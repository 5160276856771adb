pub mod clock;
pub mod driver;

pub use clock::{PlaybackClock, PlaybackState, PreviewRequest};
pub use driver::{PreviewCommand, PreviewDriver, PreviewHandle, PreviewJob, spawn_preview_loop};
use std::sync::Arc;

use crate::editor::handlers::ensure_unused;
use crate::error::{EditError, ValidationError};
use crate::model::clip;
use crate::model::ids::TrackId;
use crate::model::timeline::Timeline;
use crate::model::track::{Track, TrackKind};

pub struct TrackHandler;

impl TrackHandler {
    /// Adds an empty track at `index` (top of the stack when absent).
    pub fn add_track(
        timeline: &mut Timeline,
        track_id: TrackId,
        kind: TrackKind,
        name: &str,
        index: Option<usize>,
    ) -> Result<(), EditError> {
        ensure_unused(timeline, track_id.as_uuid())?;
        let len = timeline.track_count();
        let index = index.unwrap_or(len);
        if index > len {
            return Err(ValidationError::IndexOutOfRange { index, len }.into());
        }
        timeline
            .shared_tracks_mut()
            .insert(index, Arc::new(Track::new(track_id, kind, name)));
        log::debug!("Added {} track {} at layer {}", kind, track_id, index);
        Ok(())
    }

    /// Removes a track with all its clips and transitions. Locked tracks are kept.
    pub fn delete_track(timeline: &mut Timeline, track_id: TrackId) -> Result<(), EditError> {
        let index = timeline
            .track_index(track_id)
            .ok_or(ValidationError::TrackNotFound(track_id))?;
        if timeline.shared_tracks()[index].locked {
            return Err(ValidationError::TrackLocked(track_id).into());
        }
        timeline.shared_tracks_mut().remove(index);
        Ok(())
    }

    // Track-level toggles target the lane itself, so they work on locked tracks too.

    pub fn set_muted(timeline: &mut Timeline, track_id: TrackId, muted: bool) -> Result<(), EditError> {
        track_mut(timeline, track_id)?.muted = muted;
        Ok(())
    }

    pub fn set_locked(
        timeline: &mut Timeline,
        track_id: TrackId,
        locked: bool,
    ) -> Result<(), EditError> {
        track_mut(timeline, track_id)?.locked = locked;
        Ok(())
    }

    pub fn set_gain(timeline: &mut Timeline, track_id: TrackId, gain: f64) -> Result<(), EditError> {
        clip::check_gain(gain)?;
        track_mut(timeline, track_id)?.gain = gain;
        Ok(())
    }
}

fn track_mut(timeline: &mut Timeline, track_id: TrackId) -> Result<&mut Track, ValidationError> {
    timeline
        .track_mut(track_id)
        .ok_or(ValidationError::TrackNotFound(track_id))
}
■ ■ ■ ■ ■ ■ ■
The answer should be the first line of the material and every line after it through the line containing "ensure_unused(timeline, track_id.as_uuid())?;", exactly as written, and nothing else.

repository 5160276856771adb
pub mod clock;
pub mod driver;

pub use clock::{PlaybackClock, PlaybackState, PreviewRequest};
pub use driver::{PreviewCommand, PreviewDriver, PreviewHandle, PreviewJob, spawn_preview_loop};
use std::sync::Arc;

use crate::editor::handlers::ensure_unused;
use crate::error::{EditError, ValidationError};
use crate::model::clip;
use crate::model::ids::TrackId;
use crate::model::timeline::Timeline;
use crate::model::track::{Track, TrackKind};

pub struct TrackHandler;

impl TrackHandler {
    /// Adds an empty track at `index` (top of the stack when absent).
    pub fn add_track(
        timeline: &mut Timeline,
        track_id: TrackId,
        kind: TrackKind,
        name: &str,
        index: Option<usize>,
    ) -> Result<(), EditError> {
        ensure_unused(timeline, track_id.as_uuid())?;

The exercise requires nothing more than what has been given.